Here's a concept: Your closest friend is a raging alcoholic. He/she
can't hold a job, can't look after his family, can't really look
after himself, and has only one real - and constant - interest; i.e.
where does the next drink come from.

So, as a humane person and true friend, what do you do to help?
Easy. Get a government grant, build a
little bedroom/bathroom/sitting room on the side of your house, and
ply him with all the booze he wants.

What's that you say? Feeding his habit won't help him but will only
make him worse. He'll never get rid of his addiction but will only
spiral deeper and deeper into a cesspool of despair.

Only a complete wingnut would come up with a scheme to enable his
addiction rather than help him break out of it.

All of which, of course, is true. The entire concept is ridiculous.
Not to mention harmful.

Which leads to the ongoing national debate on a different addiction,
i.e., hard drugs, in Vancouver, pitting the so-called "harm
reduction" advocates - those who want Ottawa to keep funding that
city's free drug haven for addicts, against those who believe that
enabling addicts to feed their addiction doesn't do a thing to help
them get off the needle.

As you'd expect, most of the mainstream media in this country has
sided with the champions of Insite, Vancouver's costly injection
site, and attacked Prime Minister Stephen Harper and Health Minister
Tony Clement for their refusal to renew funding which was -
surprise, surprise - initially provided by a previous Liberal administration.

Harper, Clement et al are routinely attacked by the Insite backers
for basing their opposition to continuing the cesspool which
Vancouver's drug area has become on their own "ideology," rather
than on the so-called "facts" of the case.

The "facts," of course, are those details which Insite apologists
consider acceptable, based mainly on a series of studies conducted
by people with a direct interest in maintaining this failed experiment.

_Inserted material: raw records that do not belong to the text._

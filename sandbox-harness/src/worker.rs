use std::{fmt::Display, net::SocketAddr, str::FromStr, sync::Arc, time::Duration};

use near_api::{AccountId, NetworkConfig, RPCEndpoint, Signer};
use near_sandbox::{GenesisAccount, Sandbox};
use reqwest::Url;
use tokio::{net::TcpStream, time::Instant};
use tracing::{debug, info};

use crate::{AccountHandle, HarnessError, lifecycle::Teardown};

/// How long a stopped node may keep its RPC port open before teardown fails.
pub(crate) const STOP_TIMEOUT: Duration = Duration::from_secs(5);
const STOP_POLL_INTERVAL: Duration = Duration::from_millis(100);

/// A running sandbox node together with the RPC config and genesis identity
/// needed to drive it. Owned by exactly one case.
pub struct Worker {
    sandbox: Sandbox,
    rpc_url: Url,
    network: NetworkConfig,
    root: AccountHandle,
}

impl Worker {
    /// Starts a new sandbox node with its own home directory and ports.
    pub async fn start() -> Result<Self, HarnessError> {
        let sandbox = Sandbox::start_sandbox()
            .await
            .map_err(|e| HarnessError::Provision(e.into()))?;
        info!(rpc_addr = %sandbox.rpc_addr, "sandbox started");

        let rpc_url: Url = parse_provisioned(&sandbox.rpc_addr, "rpc address")?;
        let network = sandbox_network_config(rpc_url.clone());
        let root = genesis_account()?;
        debug!(root = %root.id, "using genesis account as root");

        Ok(Self {
            sandbox,
            rpc_url,
            network,
            root,
        })
    }

    pub fn network(&self) -> &NetworkConfig {
        &self.network
    }

    /// The genesis account, which funds and owns every account the case creates.
    pub fn root_account(&self) -> &AccountHandle {
        &self.root
    }
}

impl Teardown for Worker {
    // Dropping the sandbox only signals the node to die, so the stop is confirmed
    // by waiting for its RPC port to close.
    async fn tear_down(self) -> Result<(), HarnessError> {
        let rpc_url = self.rpc_url;
        let sandbox = self.sandbox;

        tokio::task::spawn_blocking(move || drop(sandbox))
            .await
            .map_err(|e| HarnessError::Teardown(format!("sandbox at {rpc_url}: {e}")))?;

        let addrs = rpc_url
            .socket_addrs(|| None)
            .map_err(|e| HarnessError::Teardown(format!("sandbox at {rpc_url}: {e}")))?;
        wait_until_closed(&addrs, STOP_TIMEOUT, STOP_POLL_INTERVAL).await?;

        info!(%rpc_url, "sandbox stopped");
        Ok(())
    }
}

/// Polls until none of `addrs` accepts a connection, or fails after `timeout`.
pub(crate) async fn wait_until_closed(
    addrs: &[SocketAddr],
    timeout: Duration,
    interval: Duration,
) -> Result<(), HarnessError> {
    let deadline = Instant::now() + timeout;
    loop {
        let mut listening = None;
        for addr in addrs {
            if TcpStream::connect(addr).await.is_ok() {
                listening = Some(*addr);
                break;
            }
        }

        match listening {
            None => return Ok(()),
            Some(addr) if Instant::now() >= deadline => {
                return Err(HarnessError::Teardown(format!(
                    "node still accepting connections on {addr} after {timeout:?}"
                )));
            }
            Some(_) => tokio::time::sleep(interval).await,
        }
    }
}

pub(crate) fn sandbox_network_config(rpc_url: Url) -> NetworkConfig {
    NetworkConfig {
        network_name: "sandbox".to_string(),
        rpc_endpoints: vec![RPCEndpoint::new(rpc_url)],
        ..NetworkConfig::testnet()
    }
}

fn genesis_account() -> Result<AccountHandle, HarnessError> {
    let genesis = GenesisAccount::default();
    let id: AccountId = parse_provisioned(&genesis.account_id.to_string(), "genesis account id")?;
    let signer: Arc<Signer> =
        Signer::from_secret_key(parse_provisioned(&genesis.private_key, "genesis key")?)
            .map_err(|e| HarnessError::Provision(e.to_string().into()))?;

    Ok(AccountHandle::new(id, signer))
}

fn parse_provisioned<T>(raw: &str, what: &str) -> Result<T, HarnessError>
where
    T: FromStr,
    T::Err: Display,
{
    raw.parse()
        .map_err(|e| HarnessError::Provision(format!("invalid {what} {raw:?}: {e}").into()))
}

Just as an aside, this very Canadian habit of accusing people of
relying on "ideology" has long bemused this writer. It is leveled by
those who also are exercising their own "ideology" yet, because they
disagree with it, it becomes a bad thing for say the Tories to be
ideological but a good thing for their critics to be ideological.
That's because - as the critics see it at least - Tory ideology
doesn't have good intentions, while anti-Tory ideology is the salt
of the earth.

But back to Insite.

The supporters of that program claim that providing clean needles
for the addicts actually saves lives. It may prolong the lives of
some junkies, but regular shooting-up of hard drugs, whether the
needles are clean or not, ultimately will kill them.

The only realistic way to save their lives - and even this is not
guaranteed - is to get them into rehab immediately and get them off the junk.

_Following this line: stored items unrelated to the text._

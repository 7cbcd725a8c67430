//! # Sandbox Tests
//!
//! `add_post` and `get_all_posts` against a real NEAR sandbox. Each test gets
//! its own sandbox and contract account.
//!
//! Build the contract with `cargo near build` first, or point
//! `SOCIAL_CONTRACT_WASM` at a build. Without a build these tests skip.

mod helpers;

use helpers::*;
use sandbox_harness::{BoxError, NewPost, PostId, TestContext};
use serde_json::json;

/// Tests that `add_post` returns the post it stored, tags split on commas
#[tokio::test]
async fn test_add_post_returns_post() -> Result<(), BoxError> {
    in_sandbox(add_post_returns_post).await?;
    Ok(())
}

async fn add_post_returns_post(ctx: TestContext) -> Result<(), BoxError> {
    let post = ctx
        .social()
        .add_post(&ctx.root, &NewPost::new("Test").tags(["tag1", "tag2", "tag3"]))
        .await?;

    assert_eq!(post.title, "Test");
    assert_eq!(post.tags[2], "tag3");
    assert_eq!(post.id, PostId(0));
    assert_eq!(post.owner_id, ctx.root.id, "Root account signed the call");
    assert!(post.users_who_liked.is_empty());

    Ok(())
}

/// Tests that the contract is deployed into a fresh sub-account of the root account
#[tokio::test]
async fn test_contract_deployed_under_root() -> Result<(), BoxError> {
    in_sandbox(contract_deployed_under_root).await?;
    Ok(())
}

async fn contract_deployed_under_root(ctx: TestContext) -> Result<(), BoxError> {
    assert_eq!(ctx.contract.id(), &ctx.contract_account.id);
    assert!(
        ctx.contract_account
            .id
            .as_str()
            .ends_with(&format!(".{}", ctx.root.id)),
        "{} should be a sub-account of {}",
        ctx.contract_account.id,
        ctx.root.id
    );
    assert!(ctx.social().get_all_posts().await?.is_empty());

    Ok(())
}

/// Tests that three sequential posts come back from `get_all_posts` in insertion order
#[tokio::test]
async fn test_get_all_posts_after_three_adds() -> Result<(), BoxError> {
    in_sandbox(get_all_posts_after_three_adds).await?;
    Ok(())
}

async fn get_all_posts_after_three_adds(ctx: TestContext) -> Result<(), BoxError> {
    let social = ctx.social();
    let tag_sets = [["tag1", "tag2", "tag3"], ["tag4", "tag5", "tag6"], ["tag1", "tag5", "tag7"]];

    for (i, tags) in tag_sets.iter().enumerate() {
        social
            .add_post(
                &ctx.root,
                &NewPost::new(format!("Test{i}"))
                    .description(format!("Test Description{i}"))
                    .tags(tags)
                    .media("post"),
            )
            .await?;
    }

    let posts = social.get_all_posts().await?;

    assert_eq!(posts.len(), 3);
    assert_eq!(posts[1].1.title, "Test1");
    assert_eq!(posts[2].1.description, "Test Description2");
    for (i, (id, post)) in posts.iter().enumerate() {
        assert_eq!(*id, PostId(i as u128));
        assert_eq!(post.id, *id);
        assert_eq!(post.tags, tag_sets[i]);
    }

    Ok(())
}

/// Tests that a title survives the call and the later read unchanged
#[tokio::test]
async fn test_title_round_trip() -> Result<(), BoxError> {
    in_sandbox(title_round_trip).await?;
    Ok(())
}

async fn title_round_trip(ctx: TestContext) -> Result<(), BoxError> {
    let title = "Ünïcode, commas, and \"quotes\"";
    let social = ctx.social();

    let added = social
        .add_post(&ctx.root, &NewPost::new(title).tags(["t"]))
        .await?;
    let posts = social.get_all_posts().await?;

    assert_eq!(added.title, title);
    assert_eq!(posts.len(), 1);
    assert_eq!(posts[0].1.title, title);
    assert_eq!(posts[0].1, added);

    Ok(())
}

/// Tests the untyped call/view path on the same scenario
#[tokio::test]
async fn test_untyped_results() -> Result<(), BoxError> {
    in_sandbox(untyped_results).await?;
    Ok(())
}

async fn untyped_results(ctx: TestContext) -> Result<(), BoxError> {
    let result = ctx
        .contract
        .call_json(
            &ctx.root,
            "add_post",
            json!({
                "title": "Test",
                "description": "",
                "tags": "tag1,tag2,tag3",
                "media": ""
            }),
        )
        .await?;

    assert_eq!(result["title"], "Test");
    assert_eq!(result["tags"][2], "tag3");

    let all = ctx.contract.view_json("get_all_posts", json!({})).await?;
    assert_eq!(all[0][0], "0");
    assert_eq!(all[0][1]["title"], "Test");

    Ok(())
}

/// Tests that a call with missing arguments is rejected by the contract
#[tokio::test]
async fn test_add_post_with_missing_args_fails() -> Result<(), BoxError> {
    in_sandbox(add_post_with_missing_args_fails).await?;
    Ok(())
}

async fn add_post_with_missing_args_fails(ctx: TestContext) -> Result<(), BoxError> {
    let result = ctx
        .contract
        .call_json(&ctx.root, "add_post", json!({ "title": "Test" }))
        .await;

    assert!(result.is_err(), "Call without description, tags and media should fail");
    assert!(ctx.social().get_all_posts().await?.is_empty());

    Ok(())
}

But there's little time and even less money in the Vancouver
experiment to provide beds for rehabilitation. Instead, most of the
cash is used facilitating the junkies lethal habits.

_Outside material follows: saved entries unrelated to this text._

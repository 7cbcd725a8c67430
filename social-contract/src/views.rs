use crate::*;

#[near]
impl Contract {
    // Get every post with its id, in the order they were added
    pub fn get_all_posts(&self) -> Vec<(U128, Post)> {
        self.posts
            .iter()
            .map(|(id, post)| (U128(*id), post.clone()))
            .collect()
    }

    // Get the posts liked by the signer
    pub fn get_liked_posts(&self) -> Vec<Post> {
        self.likes_by_user_id
            .get(&env::signer_account_id())
            .cloned()
            .unwrap_or_else(|| env::panic_str("UNABLE_TO_FIND_USERS_LIKED_POSTS"))
    }

    // Get the posts carrying a tag, in the order they were added
    pub fn get_posts_by_tag(&self, tag: String) -> Vec<Post> {
        self.posts_by_tag
            .get(&tag)
            .cloned()
            .unwrap_or_else(|| env::panic_str("UNABLE_TO_FIND_POSTS"))
    }
}
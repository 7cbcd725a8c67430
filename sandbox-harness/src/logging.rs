use tracing_subscriber::EnvFilter;

/// Installs a global fmt subscriber. `RUST_LOG` wins over `default_level`.
///
/// Returns `false` if a subscriber was already installed.
pub fn init_tracing(default_level: &str) -> bool {
    tracing_subscriber::fmt()
        .with_env_filter(
            EnvFilter::try_from_default_env().unwrap_or_else(|_| EnvFilter::new(default_level)),
        )
        .try_init()
        .is_ok()
}

/// Subscriber for tests: output goes through the test harness capture and
/// repeated calls across tests are harmless.
pub fn init_test_tracing() {
    let _ = tracing_subscriber::fmt()
        .with_env_filter(
            EnvFilter::try_from_default_env().unwrap_or_else(|_| EnvFilter::new("sandbox_harness=debug")),
        )
        .with_test_writer()
        .try_init();
}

The champions of Insite claim that their program is one of "harm reduction."

Nonsense. What they are saying in effect is that these people are
going to kill themselves anyway, but by offering them a place to
shoot up we're reducing the overall harm on society.

This is seen as the "humane" approach to drugs, while those - like
this writer - who think the emphasis should be on getting them off
the drugs completely, rather than continuing to feed their habit,
are seen as hard-hearted, uncaring Neandrathals completely
blinded by their warped "ideology."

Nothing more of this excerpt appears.